▶ _TASK REQUIREMENTS_
Lines of the records that hold the word "rows" are to be counted; give the number and nothing more.

Stored data:

//! Validated connect and resize parameters.

use std::fmt;

use serde::{Deserialize, Serialize};

use crate::BrokerError;

/// Secret passed to the remote host. Never printed.
#[derive(Clone, Default, PartialEq, Eq, Serialize, Deserialize)]
#[serde(transparent)]
pub struct Credential(String);

impl Credential {
    #[must_use]
    pub fn new(secret: impl Into<String>) -> Self {
        Self(secret.into())
    }

    #[must_use]
    pub fn expose_secret(&self) -> &str {
        &self.0
    }

    #[must_use]
    pub fn is_empty(&self) -> bool {
        self.0.is_empty()
    }
}

impl fmt::Debug for Credential {
    fn fmt(&self, f: &mut fmt::Formatter<'_>) -> fmt::Result {
        f.write_str("Credential(***)")
    }
}

impl From<String> for Credential {
    fn from(secret: String) -> Self {
        Self(secret)
    }
}

/// How the caller authenticates against the remote host.
#[derive(Debug, Clone, Copy, Default, PartialEq, Eq, Serialize, Deserialize)]
#[serde(rename_all = "snake_case")]
pub enum AuthMethod {
    #[default]
    Password,
}

/// Remote host, port and user. Immutable once a session exists.
#[derive(Debug, Clone, PartialEq, Eq, Serialize)]
pub struct ConnectTarget {
    pub host: String,
    pub port: u16,
    pub username: String,
}

impl fmt::Display for ConnectTarget {
    fn fmt(&self, f: &mut fmt::Formatter<'_>) -> fmt::Result {
        write!(f, "{}@{}:{}", self.username, self.host, self.port)
    }
}

/// Terminal size in character cells. Both dimensions are positive.
#[derive(Debug, Clone, Copy, PartialEq, Eq, Serialize)]
pub struct Geometry {
    pub cols: u16,
    pub rows: u16,
}

impl Geometry {
    /// # Errors
    /// `InvalidGeometry` if either dimension is zero.
    pub const fn new(cols: u16, rows: u16) -> Result<Self, BrokerError> {
        if cols == 0 || rows == 0 {
            return Err(BrokerError::InvalidGeometry { cols, rows });
        }
        Ok(Self { cols, rows })
    }
}

impl Default for Geometry {
    fn default() -> Self {
        Self { cols: 80, rows: 24 }
    }
}

/// A validated connect request.
#[derive(Debug, Clone)]
pub struct ConnectParams {
    pub target: ConnectTarget,
    pub credential: Credential,
    pub auth_method: AuthMethod,
    /// Initial pty size; the configured default when absent.
    pub geometry: Option<Geometry>,
}

impl ConnectParams {
    /// Trim and validate raw connect fields.
    ///
    /// # Errors
    /// `InvalidParams` naming the first offending field.
    pub fn validate(
        host: &str,
        port: Option<i64>,
        username: &str,
        credential: Credential,
        auth_method: AuthMethod,
    ) -> Result<Self, BrokerError> {
        let host = host.trim();
        if host.is_empty() {
            return Err(invalid("Missing required field: host"));
        }
        if !host
            .chars()
            .all(|c| c.is_ascii_alphanumeric() || c == '.' || c == '-')
        {
            return Err(invalid("Invalid host format"));
        }

        let port = port.ok_or_else(|| invalid("Missing required field: port"))?;
        let port = u16::try_from(port)
            .ok()
            .filter(|p| *p != 0)
            .ok_or_else(|| invalid("Port must be between 1 and 65535"))?;

        let username = username.trim();
        if username.is_empty() {
            return Err(invalid("Missing required field: username"));
        }
        if !username
            .chars()
            .all(|c| c.is_ascii_alphanumeric() || matches!(c, '.' | '_' | '-'))
        {
            return Err(invalid("Invalid username format"));
        }

        Ok(Self {
            target: ConnectTarget {
                host: host.to_string(),
                port,
                username: username.to_string(),
            },
            credential,
            auth_method,
            geometry: None,
        })
    }

    /// Set the initial pty size.
    #[must_use]
    pub const fn with_geometry(mut self, geometry: Geometry) -> Self {
        self.geometry = Some(geometry);
        self
    }
}

fn invalid(message: &str) -> BrokerError {
    BrokerError::InvalidParams(message.to_string())
}

#[cfg(test)]
mod tests {
    use tokio_test::{assert_err, assert_ok};

    use super::*;

    fn check(host: &str, port: i64, username: &str) -> Result<ConnectParams, BrokerError> {
        ConnectParams::validate(
            host,
            Some(port),
            username,
            Credential::new("p"),
            AuthMethod::Password,
        )
    }

    #[test]
    fn test_valid_params_are_trimmed() {
        let params = assert_ok!(check("  example.com ", 22, " deploy_user "));
        assert_eq!(params.target.host, "example.com");
        assert_eq!(params.target.port, 22);
        assert_eq!(params.target.username, "deploy_user");
        assert_eq!(params.target.to_string(), "deploy_user@example.com:22");
    }

    #[test]
    fn test_ipv4_host_is_accepted() {
        assert_ok!(check("192.168.1.10", 2222, "u"));
    }

    #[test]
    fn test_missing_fields() {
        assert_eq!(
            check("", 22, "u").unwrap_err(),
            BrokerError::InvalidParams("Missing required field: host".into())
        );
        assert_eq!(
            check("h", 22, "   ").unwrap_err(),
            BrokerError::InvalidParams("Missing required field: username".into())
        );
        assert_eq!(
            ConnectParams::validate("h", None, "u", Credential::default(), AuthMethod::Password)
                .unwrap_err(),
            BrokerError::InvalidParams("Missing required field: port".into())
        );
    }

    #[test]
    fn test_port_range() {
        assert_err!(check("h", 0, "u"));
        assert_err!(check("h", -1, "u"));
        assert_err!(check("h", 65536, "u"));
        assert_ok!(check("h", 65535, "u"));
        assert_ok!(check("h", 1, "u"));
    }

    #[test]
    fn test_rejects_shell_metacharacters() {
        assert_err!(check("host;rm -rf", 22, "u"));
        assert_err!(check("h", 22, "root$(id)"));
    }

    #[test]
    fn test_character_classes() {
        assert_ok!(check("db-1.internal.example", 22, "svc_deploy.v2-a"));
        assert_err!(check("host_name", 22, "u"));
        assert_err!(check("h", 22, "user@h"));
        assert_err!(check("hóst", 22, "u"));
        assert_err!(check("h", 22, "us er"));
    }

    #[test]
    fn test_geometry_must_be_positive() {
        assert_eq!(
            Geometry::new(0, 24).unwrap_err(),
            BrokerError::InvalidGeometry { cols: 0, rows: 24 }
        );
        assert_err!(Geometry::new(80, 0));
        assert_eq!(assert_ok!(Geometry::new(120, 40)).cols, 120);
    }

    #[test]
    fn test_credential_debug_is_redacted() {
        let cred = Credential::new("hunter2");
        assert!(!format!("{cred:?}").contains("hunter2"));
        assert_eq!(cred.expose_secret(), "hunter2");
    }
}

▶ _RESPONSE TO THE EXERCISE_
7